Задолго до Толстого вопрос о том, почему музыка «раздражает» чувства, задавал Готхольд Эфраим Лессинг. Он думал, что это происходит из-за отсутствия в музыке «гармонической плавности» и внезапных перемен настроения:
Вот мы предаемся трогательной меланхолии и вдруг приходим в озлобленное состояние. Как? Почему? Против кого? Всего этого музыка не может выяснить; она оставляет нас в этом отношении в неизвестности и в тумане… Мы ощущаем как во сне; и все эти бессвязные ощущения больше утомляют слушателя, чем доставляют ему наслаждение[631].
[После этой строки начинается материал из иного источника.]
//! # Property Vocabularies
//!
//! The fixed key sets recognized in each section of a material document.
//! Declaration order is the canonical order: the loader visits keys in this
//! order, the report emits rows in this order (which also fixes citation
//! numbering), and `BTreeMap`s keyed by these enums iterate in this order.

use serde::{Deserialize, Serialize};

/// Fields recognized inside every leaf property object
pub const PROPERTY_FIELDS: [&str; 11] = [
    "unit",
    "value",
    "value_laurent_poly",
    "value_table",
    "dependent_variable_print_name",
    "dependent_variable_print_symbol",
    "dependent_variable_unit",
    "print_name",
    "reference",
    "uncertainty",
    "print_symbol",
];

/// Top-level document sections
pub const COMPOSITION_SECTION: &str = "composition";
pub const PHASES_SECTION: &str = "single_phase_properties";
pub const THERMOPHYSICAL_SECTION: &str = "thermophysical_properties";
pub const CONDITIONS_SECTION: &str = "solidification_conditions";
pub const MICROSTRUCTURE_SECTION: &str = "solidification_microstructure";

/// Thermophysical properties of the material as a whole.
///
/// # Example
/// ```
/// use mist_core::schema::ThermophysicalProperty;
///
/// assert_eq!(ThermophysicalProperty::Density.key(), "density");
/// assert_eq!(
///     ThermophysicalProperty::from_key("solidus_eutectic_temperature"),
///     Some(ThermophysicalProperty::SolidusEutecticTemperature)
/// );
/// ```
#[derive(Debug, Clone, Copy, PartialEq, Eq, PartialOrd, Ord, Hash, Serialize, Deserialize)]
#[serde(rename_all = "snake_case")]
pub enum ThermophysicalProperty {
    Density,
    SpecificHeatSolid,
    SpecificHeatLiquid,
    ThermalConductivitySolid,
    ThermalConductivityLiquid,
    DynamicViscosity,
    ThermalExpansion,
    LatentHeatFusion,
    LatentHeatVaporization,
    Emissivity,
    MolecularMass,
    LiquidusTemperature,
    LogVaporPressure,
    LaserAbsorption,
    SolidusEutecticTemperature,
    HallPetchCoefficient,
    InterfaceResponseFunction,
}

impl ThermophysicalProperty {
    /// All thermophysical properties in canonical order
    pub const ALL: [ThermophysicalProperty; 17] = [
        ThermophysicalProperty::Density,
        ThermophysicalProperty::SpecificHeatSolid,
        ThermophysicalProperty::SpecificHeatLiquid,
        ThermophysicalProperty::ThermalConductivitySolid,
        ThermophysicalProperty::ThermalConductivityLiquid,
        ThermophysicalProperty::DynamicViscosity,
        ThermophysicalProperty::ThermalExpansion,
        ThermophysicalProperty::LatentHeatFusion,
        ThermophysicalProperty::LatentHeatVaporization,
        ThermophysicalProperty::Emissivity,
        ThermophysicalProperty::MolecularMass,
        ThermophysicalProperty::LiquidusTemperature,
        ThermophysicalProperty::LogVaporPressure,
        ThermophysicalProperty::LaserAbsorption,
        ThermophysicalProperty::SolidusEutecticTemperature,
        ThermophysicalProperty::HallPetchCoefficient,
        ThermophysicalProperty::InterfaceResponseFunction,
    ];

    /// Key used in the source document
    pub fn key(&self) -> &'static str {
        match self {
            ThermophysicalProperty::Density => "density",
            ThermophysicalProperty::SpecificHeatSolid => "specific_heat_solid",
            ThermophysicalProperty::SpecificHeatLiquid => "specific_heat_liquid",
            ThermophysicalProperty::ThermalConductivitySolid => "thermal_conductivity_solid",
            ThermophysicalProperty::ThermalConductivityLiquid => "thermal_conductivity_liquid",
            ThermophysicalProperty::DynamicViscosity => "dynamic_viscosity",
            ThermophysicalProperty::ThermalExpansion => "thermal_expansion",
            ThermophysicalProperty::LatentHeatFusion => "latent_heat_fusion",
            ThermophysicalProperty::LatentHeatVaporization => "latent_heat_vaporization",
            ThermophysicalProperty::Emissivity => "emissivity",
            ThermophysicalProperty::MolecularMass => "molecular_mass",
            ThermophysicalProperty::LiquidusTemperature => "liquidus_temperature",
            ThermophysicalProperty::LogVaporPressure => "log_vapor_pressure",
            ThermophysicalProperty::LaserAbsorption => "laser_absorption",
            ThermophysicalProperty::SolidusEutecticTemperature => "solidus_eutectic_temperature",
            ThermophysicalProperty::HallPetchCoefficient => "hall_petch_coefficient",
            ThermophysicalProperty::InterfaceResponseFunction => "interface_response_function",
        }
    }

    pub fn from_key(key: &str) -> Option<Self> {
        Self::ALL.into_iter().find(|p| p.key() == key)
    }
}

/// Properties of a single phase (e.g. liquid, FCC).
#[derive(Debug, Clone, Copy, PartialEq, Eq, PartialOrd, Ord, Hash, Serialize, Deserialize)]
#[serde(rename_all = "snake_case")]
pub enum PhaseProperty {
    EutecticContactAngle,
    GibbsThomsonCoeff,
    LiquidusSlope,
    SolubilityLimit,
    /// Indexed by solute element
    SoluteDiffusivities,
    /// Indexed by solute element
    SoluteMisfitStrains,
    TaylorFactor,
    ShearModulusBaseElement,
    BurgersVectorBaseElement,
    PoissonRatioBaseElement,
}

impl PhaseProperty {
    /// All phase properties in canonical order
    pub const ALL: [PhaseProperty; 10] = [
        PhaseProperty::EutecticContactAngle,
        PhaseProperty::GibbsThomsonCoeff,
        PhaseProperty::LiquidusSlope,
        PhaseProperty::SolubilityLimit,
        PhaseProperty::SoluteDiffusivities,
        PhaseProperty::SoluteMisfitStrains,
        PhaseProperty::TaylorFactor,
        PhaseProperty::ShearModulusBaseElement,
        PhaseProperty::BurgersVectorBaseElement,
        PhaseProperty::PoissonRatioBaseElement,
    ];

    pub fn key(&self) -> &'static str {
        match self {
            PhaseProperty::EutecticContactAngle => "eutectic_contact_angle",
            PhaseProperty::GibbsThomsonCoeff => "gibbs_thomson_coeff",
            PhaseProperty::LiquidusSlope => "liquidus_slope",
            PhaseProperty::SolubilityLimit => "solubility_limit",
            PhaseProperty::SoluteDiffusivities => "solute_diffusivities",
            PhaseProperty::SoluteMisfitStrains => "solute_misfit_strains",
            PhaseProperty::TaylorFactor => "taylor_factor",
            PhaseProperty::ShearModulusBaseElement => "shear_modulus_base_element",
            PhaseProperty::BurgersVectorBaseElement => "burgers_vector_base_element",
            PhaseProperty::PoissonRatioBaseElement => "poisson_ratio_base_element",
        }
    }

    pub fn from_key(key: &str) -> Option<Self> {
        Self::ALL.into_iter().find(|p| p.key() == key)
    }

    /// Whether the document nests one property per solute element under this key
    pub fn is_solute_indexed(&self) -> bool {
        matches!(self, PhaseProperty::SoluteDiffusivities | PhaseProperty::SoluteMisfitStrains)
    }
}

/// Process conditions under which the microstructure formed.
#[derive(Debug, Clone, Copy, PartialEq, Eq, PartialOrd, Ord, Hash, Serialize, Deserialize)]
#[serde(rename_all = "snake_case")]
pub enum SolidificationCondition {
    CoolingRate,
    ThermalGradient,
    SolidificationVelocity,
}

impl SolidificationCondition {
    pub const ALL: [SolidificationCondition; 3] = [
        SolidificationCondition::CoolingRate,
        SolidificationCondition::ThermalGradient,
        SolidificationCondition::SolidificationVelocity,
    ];

    pub fn key(&self) -> &'static str {
        match self {
            SolidificationCondition::CoolingRate => "cooling_rate",
            SolidificationCondition::ThermalGradient => "thermal_gradient",
            SolidificationCondition::SolidificationVelocity => "solidification_velocity",
        }
    }

    pub fn from_key(key: &str) -> Option<Self> {
        Self::ALL.into_iter().find(|c| c.key() == key)
    }
}

/// Scalar features of the solidified microstructure.
///
/// Phase fractions are keyed by phase name and live outside this enum.
#[derive(Debug, Clone, Copy, PartialEq, Eq, PartialOrd, Ord, Hash, Serialize, Deserialize)]
#[serde(rename_all = "snake_case")]
pub enum MicrostructureFeature {
    PrimaryDendriteArmSpacing,
    SecondaryDendriteArmSpacing,
    EutecticSpacing,
    GrainSize,
}

impl MicrostructureFeature {
    pub const ALL: [MicrostructureFeature; 4] = [
        MicrostructureFeature::PrimaryDendriteArmSpacing,
        MicrostructureFeature::SecondaryDendriteArmSpacing,
        MicrostructureFeature::EutecticSpacing,
        MicrostructureFeature::GrainSize,
    ];

    pub fn key(&self) -> &'static str {
        match self {
            MicrostructureFeature::PrimaryDendriteArmSpacing => "primary_dendrite_arm_spacing",
            MicrostructureFeature::SecondaryDendriteArmSpacing => "secondary_dendrite_arm_spacing",
            MicrostructureFeature::EutecticSpacing => "eutectic_spacing",
            MicrostructureFeature::GrainSize => "grain_size",
        }
    }

    pub fn from_key(key: &str) -> Option<Self> {
        Self::ALL.into_iter().find(|f| f.key() == key)
    }
}

/// Key of the per-phase fraction mapping inside the microstructure section
pub const PHASE_FRACTIONS_KEY: &str = "phase_fractions";

#[cfg(test)]
mod tests {
    use super::*;

    #[test]
    fn test_keys_round_trip_through_lookup() {
        for p in ThermophysicalProperty::ALL {
            assert_eq!(ThermophysicalProperty::from_key(p.key()), Some(p));
        }
        for p in PhaseProperty::ALL {
            assert_eq!(PhaseProperty::from_key(p.key()), Some(p));
        }
        for c in SolidificationCondition::ALL {
            assert_eq!(SolidificationCondition::from_key(c.key()), Some(c));
        }
        for f in MicrostructureFeature::ALL {
            assert_eq!(MicrostructureFeature::from_key(f.key()), Some(f));
        }
        assert_eq!(ThermophysicalProperty::from_key("color"), None);
    }

    #[test]
    fn test_ordering_matches_declaration() {
        let mut sorted = ThermophysicalProperty::ALL;
        sorted.sort();
        assert_eq!(sorted, ThermophysicalProperty::ALL);
        assert!(ThermophysicalProperty::Density < ThermophysicalProperty::InterfaceResponseFunction);
    }

    #[test]
    fn test_solute_indexed_phase_properties() {
        let indexed: Vec<PhaseProperty> = PhaseProperty::ALL
            .into_iter()
            .filter(PhaseProperty::is_solute_indexed)
            .collect();
        assert_eq!(
            indexed,
            vec![PhaseProperty::SoluteDiffusivities, PhaseProperty::SoluteMisfitStrains]
        );
    }

    #[test]
    fn test_serde_names_match_document_keys() {
        let json = serde_json::to_string(&ThermophysicalProperty::LatentHeatFusion).unwrap();
        assert_eq!(json, "\"latent_heat_fusion\"");
    }
}
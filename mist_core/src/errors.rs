//! # Error Types
//!
//! Structured error types for mist_core. Every variant names the property,
//! section, or path that caused it so a failed load or export can be traced
//! back to the offending entry in the source document.
//!
//! ## Example
//!
//! ```rust
//! use mist_core::errors::{MistError, MistResult};
//!
//! fn require_name(name: Option<&str>) -> MistResult<String> {
//!     name.map(str::to_string)
//!         .ok_or_else(|| MistError::schema("name", "mandatory top-level field is missing"))
//! }
//!
//! assert_eq!(require_name(None).unwrap_err().error_code(), "SCHEMA_ERROR");
//! ```

use serde::{Deserialize, Serialize};
use thiserror::Error;

/// Result type alias for mist_core operations
pub type MistResult<T> = Result<T, MistError>;

/// Structured error type for loading, rendering and exporting material records.
#[derive(Error, Debug, Clone, Serialize, Deserialize, PartialEq)]
#[serde(tag = "type", content = "details")]
pub enum MistError {
    /// More than one of {scalar, polynomial, table} was supplied for a property
    #[error("Conflicting value definition for '{property}': only one of value, value_laurent_poly, value_table may be given")]
    ConflictingValueDefinition { property: String },

    /// Tabular values are declared in the document format but not supported
    #[error("Unsupported value type for '{property}': tabular values are not supported")]
    UnsupportedValueType { property: String },

    /// The source document does not match the expected structure
    #[error("Schema error at '{path}': {reason}")]
    Schema { path: String, reason: String },

    /// A variant-specific accessor was used on the wrong value representation
    #[error("Wrong value variant for '{property}': expected {expected}, found {found}")]
    WrongVariant {
        property: String,
        expected: String,
        found: String,
    },

    /// A numeric value was requested from a table or unset property
    #[error("Property '{property}' has no numeric representation ({found})")]
    UnsupportedForNumericEvaluation { property: String, found: String },

    /// A polynomial does not have the shape an exporter requires
    #[error("Invalid polynomial for '{property}' in {format}: {reason}")]
    InvalidPolynomialDegree {
        property: String,
        format: String,
        reason: String,
    },

    /// An exporter needs a property the material record does not define
    #[error("Missing property '{property}' required by {format}")]
    MissingProperty { property: String, format: String },

    /// File I/O error
    #[error("File error: {operation} on '{path}' - {reason}")]
    FileError {
        operation: String,
        path: String,
        reason: String,
    },

    /// JSON serialization/deserialization error
    #[error("Serialization error: {reason}")]
    SerializationError { reason: String },

    /// The document renderer failed to produce output
    #[error("Render failed: {message}")]
    RenderFailed { message: String },
}

impl MistError {
    /// Create a Schema error
    pub fn schema(path: impl Into<String>, reason: impl Into<String>) -> Self {
        MistError::Schema {
            path: path.into(),
            reason: reason.into(),
        }
    }

    /// Create a WrongVariant error
    pub fn wrong_variant(
        property: impl Into<String>,
        expected: impl Into<String>,
        found: impl Into<String>,
    ) -> Self {
        MistError::WrongVariant {
            property: property.into(),
            expected: expected.into(),
            found: found.into(),
        }
    }

    /// Create an InvalidPolynomialDegree error
    pub fn invalid_polynomial(
        property: impl Into<String>,
        format: impl Into<String>,
        reason: impl Into<String>,
    ) -> Self {
        MistError::InvalidPolynomialDegree {
            property: property.into(),
            format: format.into(),
            reason: reason.into(),
        }
    }

    /// Create a MissingProperty error
    pub fn missing_property(property: impl Into<String>, format: impl Into<String>) -> Self {
        MistError::MissingProperty {
            property: property.into(),
            format: format.into(),
        }
    }

    /// Create a FileError
    pub fn file_error(operation: impl Into<String>, path: impl Into<String>, reason: impl Into<String>) -> Self {
        MistError::FileError {
            operation: operation.into(),
            path: path.into(),
            reason: reason.into(),
        }
    }

    /// Get a short error code for programmatic handling
    pub fn error_code(&self) -> &'static str {
        match self {
            MistError::ConflictingValueDefinition { .. } => "CONFLICTING_VALUE_DEFINITION",
            MistError::UnsupportedValueType { .. } => "UNSUPPORTED_VALUE_TYPE",
            MistError::Schema { .. } => "SCHEMA_ERROR",
            MistError::WrongVariant { .. } => "WRONG_VARIANT",
            MistError::UnsupportedForNumericEvaluation { .. } => "UNSUPPORTED_FOR_NUMERIC_EVALUATION",
            MistError::InvalidPolynomialDegree { .. } => "INVALID_POLYNOMIAL_DEGREE",
            MistError::MissingProperty { .. } => "MISSING_PROPERTY",
            MistError::FileError { .. } => "FILE_ERROR",
            MistError::SerializationError { .. } => "SERIALIZATION_ERROR",
            MistError::RenderFailed { .. } => "RENDER_FAILED",
        }
    }
}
Лессинг сравнивал музыку с поэзией, и сравнение выходило в пользу последней. В отличие от музыки, действующей как гипноз – в обход сознания и воли, поэзия обращается к осознанным, произвольным и общезначимым чувствам читателя, к аффектам его души. Она «никогда не позволяет нам потерять нить наших ощущений; тут мы не только знаем, какое чувство мы испытываем, но также – и почему испытываем его». Только при этом условии, считал Лессинг, «внезапные переходы от одного настроения в другое не только терпимы, но даже приятны». Музыкальное произведение, таким образом, только выиграет, если добавить к нему слова. Поэтический текст мотивирует перемену чувств и свяжет противоречивые состояния «при помощи отчетливых понятий, которые могут быть выражены только словами». Опредмечиваясь в поэтических идеях и образах, музыка перестанет раздражать слушателя своими внезапными переменами настроения и принесет ему наконец высшее удовольствие[632]. Лессинг здесь также неявно цитировал Платона, считавшего в музыке важным прежде всего слово, затем – ритм и только после этого – звук. Принесет пользу только музыка, положенная на слова; музыки чисто инструментальной Платон не признавал как демонстрацию чисто технической виртуозности, находя «отдельно взятую игру на флейте и на кифаре… безвкусной и достойной лишь фокусника»[633].